Objective The aims were to describe the management of umbilical hernias, to define postoperative complications, and to identify the characteristics of patients that were more likely to have spontaneous resolution of their hernia.
Methods All patients referred for umbilical hernia at the Children’s Hospital of Eastern Ontario from January 1990 to April 2017 were examined via retrospective chart review. Spontaneous resolution of umbilical hernia was examined using binary logistic regression.
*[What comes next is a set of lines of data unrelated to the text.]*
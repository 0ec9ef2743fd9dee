//! Recorder error types with fix suggestions

use thiserror::Error;

/// Trait for errors that provide fix suggestions
pub trait FixSuggestion {
    fn fix_suggestion(&self) -> Option<&str>;
}

/// Every way a mark or a configuration call can be refused.
///
/// None of these are fatal: a refused mark leaves the log untouched.
#[derive(Error, Debug, Clone, PartialEq, Eq)]
pub enum RecorderError {
    #[error("BOOT-001: Invalid event: {reason}")]
    InvalidEvent { reason: String },

    #[error("BOOT-002: Event log is full ({capacity} events), new mark dropped")]
    CapacityExceeded { capacity: usize },

    #[error("BOOT-003: Could not reserve space for {requested} more event(s)")]
    AllocationFailed { requested: usize },

    #[error("BOOT-004: Shared recorder is already initialized")]
    AlreadyInitialized,

    #[error("BOOT-005: Invalid recorder config: {details}")]
    InvalidConfig { details: String },
}

impl RecorderError {
    pub(crate) fn empty_name() -> Self {
        Self::InvalidEvent {
            reason: "event name must not be empty".to_string(),
        }
    }

    pub(crate) fn blank_name() -> Self {
        Self::InvalidEvent {
            reason: "event name must not be whitespace only".to_string(),
        }
    }
}

impl FixSuggestion for RecorderError {
    fn fix_suggestion(&self) -> Option<&str> {
        match self {
            RecorderError::InvalidEvent { .. } => {
                Some("Pass a non-empty identifier such as \"config-loaded\"")
            }
            RecorderError::CapacityExceeded { .. } => {
                Some("Raise the capacity or stop marking inside a loop")
            }
            RecorderError::AllocationFailed { .. } => {
                Some("Set a smaller capacity or a larger initial_capacity")
            }
            RecorderError::AlreadyInitialized => {
                Some("Call configure_shared() before the first mark or shared() access")
            }
            RecorderError::InvalidConfig { .. } => {
                Some("Use a capacity of at least 1 (or none) and a modest initial_capacity")
            }
        }
    }
}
Results We included 2621 patients presenting with an umbilical hernia. A total of 1587 (60.5%) patients underwent surgical repair at a median age of 3.6 years (IQR 2.3–5.4). Surgical complications consisted of infection (n=3), bleeding (n=3), hematoma (n=3), and anesthesia-related complications (n=3). For every one-unit increase in defect size, the odds of a spontaneous resolution of the hernia were 5% lower while controlling for prematurity and the presence of comorbidities [adjusted odds ratio (aOR)=0.95; 95% confidence intervel (CI) 0.93 to 0.97]. Premature babies were 80% less likely to experience hernia resolution compared with non-premature babies (aOR=0.20; 95% CI 0.03 to 0.74).
Conclusion The odds of spontaneous resolution were lower for premature babies and were negatively correlated with defect size.
Data availability statement
Data are available on reasonable request.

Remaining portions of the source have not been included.